- Relator(a)
- Ministro Og Fernandes
- Órgão julgador
- Segunda Turma
- Data do julgamento
- 26/02/2019
- Data de publicação
- 11/03/2019
STJ – Acórdão, Rel. Ministro Og Fernandes, Segunda Turma, j. 26/02/2019, p. 11/03/2019
PROCESSUAL CIVIL. ADMINISTRATIVO. RECURSO ESPECIAL. TELEFONIA. AÇÃO CIVIL PÚBLICA. CONSUMO. FALHA NA PRESTAÇÃO DE SERVIÇO. CONDENAÇÕES. NATUREZA ACESSÓRIA. PREJUDICIALIDADE. OMISSÃO. INEXISTÊNCIA. JULGAMENTO ALHEIO AO PEDIDO (EXTRA PETITA). SÚMULA 283/STF. JULGAMENTO ALÉM DO PEDIDO (ULTRA PETITA). VEDAÇÃO DE HABILITAÇÕES DE LINHAS SEM CAPACIDADE OPERACIONAL CORRESPONDENTE. INEXISTÊNCIA DE INCONGRUÊNCIA. PUBLICAÇÃO DE SENTENÇA. MEDIDA APLICÁVEL DE OFÍCIO. EFICÁCIA CONTRA TODOS (ERGA OMNES). EXTENSÃO TERRITORIAL. AÇÃO AJUIZADA PELO MINISTÉRIO PÚBLICO ESTADUAL. IRRELEVÂNCIA. DANO. EXISTÊNCIA. SÚMULA 7/STJ. INVERSÃO DO ÔNUS DA PROVA. PREJUÍZO NÃO INDICADO. CONCLUSÕES APOIADAS EXPRESSAMENTE EM PROVAS PRODUZIDAS NA INSTRUÇÃO. DANO MORAL COLETIVO. POSSIBILIDADE. 1. A instância recorrida afastou expressamente a natureza acessória das condenações questionadas pela ora agravante, não havendo que se falar em omissão. 2. A agravante não demonstrou como seu recurso especial teria impugnado a conclusão da instância ordinária de que as disposições da condenação constariam do pedido.

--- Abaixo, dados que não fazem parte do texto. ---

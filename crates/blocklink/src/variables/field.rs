//! Variables reading one physical field.

use tracing::{debug, warn};

use crate::comparators::{Comparator, ComparatorRegistry};
use crate::error::{BlockingError, Result};
use crate::predicates::{index_predicates, ExistsPredicate, Predicate, SimplePredicate};
use crate::record::FieldValue;

use super::config::{FieldTypeConfig, ModelConfig};
use super::definition::{VariableDefinition, VariableType};

/// Simple predicates for every configured function plus the index grid.
pub(crate) fn field_predicates(field_index: usize, config: &FieldTypeConfig) -> Vec<Predicate> {
    let mut predicates: Vec<Predicate> = config
        .functions
        .iter()
        .map(|&function| SimplePredicate::new(function, field_index).into())
        .collect();

    predicates.extend(
        index_predicates(&config.index_kinds, &config.index_thresholds, field_index)
            .into_iter()
            .map(Predicate::from),
    );
    predicates
}

/// Append an exists predicate for `has_missing`, if the type allows it.
///
/// A refusal is not an error: the variable simply gets no exists predicate.
pub(crate) fn attach_missing_predicate(
    name: &str,
    field_index: Option<usize>,
    config: &FieldTypeConfig,
    predicates: &mut Vec<Predicate>,
) {
    match ExistsPredicate::try_new(field_index, config) {
        Ok(exists) => predicates.push(exists.into()),
        Err(e) => warn!(variable = name, error = %e, "missing-data predicate not attached"),
    }
}

/// A string, text, set, price, lat/long, exact or custom variable.
#[derive(Debug, Clone)]
pub struct FieldVariable {
    pub name: String,
    pub variable_type: VariableType,
    pub field_index: usize,
    pub has_missing: bool,
    pub predicates: Vec<Predicate>,
    pub comparator: Comparator,
    pub definition: VariableDefinition,
}

impl FieldVariable {
    /// Build a field variable from its definition.
    pub fn new(
        definition: &VariableDefinition,
        config: &ModelConfig,
        registry: &ComparatorRegistry,
    ) -> Result<Self> {
        let variable_type = definition.variable_type;
        let field_index = definition.require_field()?;
        let type_config = config.field_type(variable_type);

        let comparator = match variable_type {
            VariableType::String | VariableType::ShortString => Comparator::AffineGap,
            VariableType::Text => Comparator::Cosine,
            VariableType::Set => Comparator::Jaccard,
            VariableType::Price => Comparator::Price,
            VariableType::LatLong => Comparator::Haversine,
            VariableType::Exact => Comparator::Exact,
            VariableType::Custom => {
                let id = definition.comparator.as_deref().ok_or_else(|| {
                    BlockingError::Configuration(
                        "'Custom' variables must define a comparator".to_string(),
                    )
                })?;
                registry.get(id).ok_or_else(|| {
                    BlockingError::Configuration(format!(
                        "comparator '{}' is not registered (available: {})",
                        id,
                        registry.names().join(", ")
                    ))
                })?
            }
            other => {
                return Err(BlockingError::Configuration(format!(
                    "'{}' is not a field variable type",
                    other
                )));
            }
        };

        let name = match (&definition.variable_name, variable_type) {
            (Some(name), _) => name.clone(),
            (None, VariableType::Custom) => {
                format!("({}: {}, {})", field_index, variable_type, comparator.name())
            }
            (None, _) => format!("({}: {})", field_index, variable_type),
        };

        let mut predicates = field_predicates(field_index, type_config);
        if definition.has_missing {
            attach_missing_predicate(&name, Some(field_index), type_config, &mut predicates);
        }

        debug!(variable = %name, predicates = predicates.len(), "built field variable");

        Ok(Self {
            name,
            variable_type,
            field_index,
            has_missing: definition.has_missing,
            predicates,
            comparator,
            definition: definition.clone(),
        })
    }

    /// Compare this variable's field in two records.
    pub fn compare(&self, a: &[FieldValue], b: &[FieldValue]) -> f64 {
        match (a.get(self.field_index), b.get(self.field_index)) {
            (Some(x), Some(y)) => self.comparator.compare(x, y),
            _ => f64::NAN,
        }
    }
}
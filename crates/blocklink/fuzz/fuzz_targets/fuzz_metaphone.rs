//! Fuzz target for the Double Metaphone encoder.

#![no_main]

use libfuzzer_sys::fuzz_target;

use blocklink::predicates::phonetic::double_metaphone;

fuzz_target!(|data: &[u8]| {
    let input = String::from_utf8_lossy(data);
    let (primary, secondary) = double_metaphone(&input);
    assert!(primary.chars().count() <= 4);
    assert!(secondary.chars().count() <= 4);
});
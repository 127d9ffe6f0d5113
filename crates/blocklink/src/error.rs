//! Error types for the blocklink library.

use std::path::PathBuf;
use thiserror::Error;

/// Main error type for blocklink operations.
#[derive(Debug, Error)]
pub enum BlockingError {
    /// A variable definition is structurally invalid for its declared type.
    #[error("Configuration error: {0}")]
    Configuration(String),

    /// An interaction references a variable that is not in the model.
    #[error("Lookup error: {0}")]
    Lookup(String),

    /// An interaction (directly or indirectly) references itself.
    #[error("Cyclic interaction: {}", path.join(" -> "))]
    CyclicInteraction { path: Vec<String> },

    /// A predicate was applied to a value outside its input domain.
    #[error("Predicate {predicate} expects a {expected} value")]
    ValueType {
        predicate: String,
        expected: &'static str,
    },

    /// An index predicate was evaluated without an index service.
    #[error("No index available for {0}")]
    IndexUnavailable(String),

    /// Error reading or accessing a file.
    #[error("IO error for '{path}': {source}")]
    Io {
        path: PathBuf,
        #[source]
        source: std::io::Error,
    },

    /// Error parsing a data cell.
    #[error("Parse error at row {row}, column {column}: {message}")]
    Parse {
        row: usize,
        column: usize,
        message: String,
    },

    /// Error from the CSV library.
    #[error("CSV error: {0}")]
    Csv(#[from] csv::Error),

    /// Empty file or no data to block.
    #[error("Empty data: {0}")]
    EmptyData(String),

    /// JSON serialization/deserialization error.
    #[error("JSON error: {0}")]
    Json(#[from] serde_json::Error),
}

/// Result type alias for blocklink operations.
pub type Result<T> = std::result::Result<T, BlockingError>;

#[cfg(test)]
mod tests {
    use super::*;

    /// Short tag per variant. Lists every variant.
    fn tag(err: &BlockingError) -> &'static str {
        match err {
            BlockingError::Configuration(_) => "configuration",
            BlockingError::Lookup(_) => "lookup",
            BlockingError::CyclicInteraction { .. } => "cycle",
            BlockingError::ValueType { .. } => "value-type",
            BlockingError::IndexUnavailable(_) => "index",
            BlockingError::Io { .. } => "io",
            BlockingError::Parse { .. } => "parse",
            BlockingError::Csv(_) => "csv",
            BlockingError::EmptyData(_) => "empty",
            BlockingError::Json(_) => "json",
        }
    }

    #[test]
    fn test_error_messages() {
        let err = BlockingError::CyclicInteraction {
            path: vec!["p".to_string(), "q".to_string(), "p".to_string()],
        };
        assert_eq!(tag(&err), "cycle");
        assert_eq!(err.to_string(), "Cyclic interaction: p -> q -> p");

        let err = BlockingError::ValueType {
            predicate: "wholeSetPredicate".to_string(),
            expected: "set",
        };
        assert_eq!(tag(&err), "value-type");
        assert_eq!(err.to_string(), "Predicate wholeSetPredicate expects a set value");
    }

    #[test]
    fn test_json_errors_convert() {
        let err: BlockingError = serde_json::from_str::<Vec<u8>>("{").unwrap_err().into();
        assert_eq!(tag(&err), "json");
        assert!(err.to_string().starts_with("JSON error"));
    }
}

Incidência da Súmula 283/STF. 3. O acórdão recorrido estabeleceu a identidade das promoções vedadas por seu potencial de inviabilizar a prestação regular do serviço, proibindo a habilitação de novas linhas sem o correspondente aparato operacional, e não seus aspectos comerciais - pedido esse que incluiu expressamente a vedação de promoções de qualquer natureza e tratou dos efeitos daninhos, mesmo para clientes de planos diversos. 4. Se a providência determinada pelo Juízo era cabível de ofício, não há que se falar em julgamento além do pedido. 5. É irrelevante para os efeitos territoriais contra todos da sentença proferida em ação civil pública que esta tenha sido ajuizada pelo Ministério Público Estadual. 6. As instâncias ordinárias afirmaram sua convicção com base em diversas provas, categoricamente consideradas. Embora tenha a sentença mencionado a inversão do ônus probatório, não demonstrou a recorrente o prejuízo dessa medida. 7. O acórdão afirma, indiscutivelmente, a existência de dano moral coletivo indenizável, apoiando-se na ampla prova produzida na instrução. Negar sua ocorrência demandaria exame direto de fatos e provas, incorrendo a pretensão no óbice da Súmula 7/STJ. 8. Agravo interno a que se nega provimento. (AgInt no REsp n. 1.316.122/RS, relator Ministro Og Fernandes, Segunda Turma, julgado em 26/2/2019, DJe de 11/3/2019.)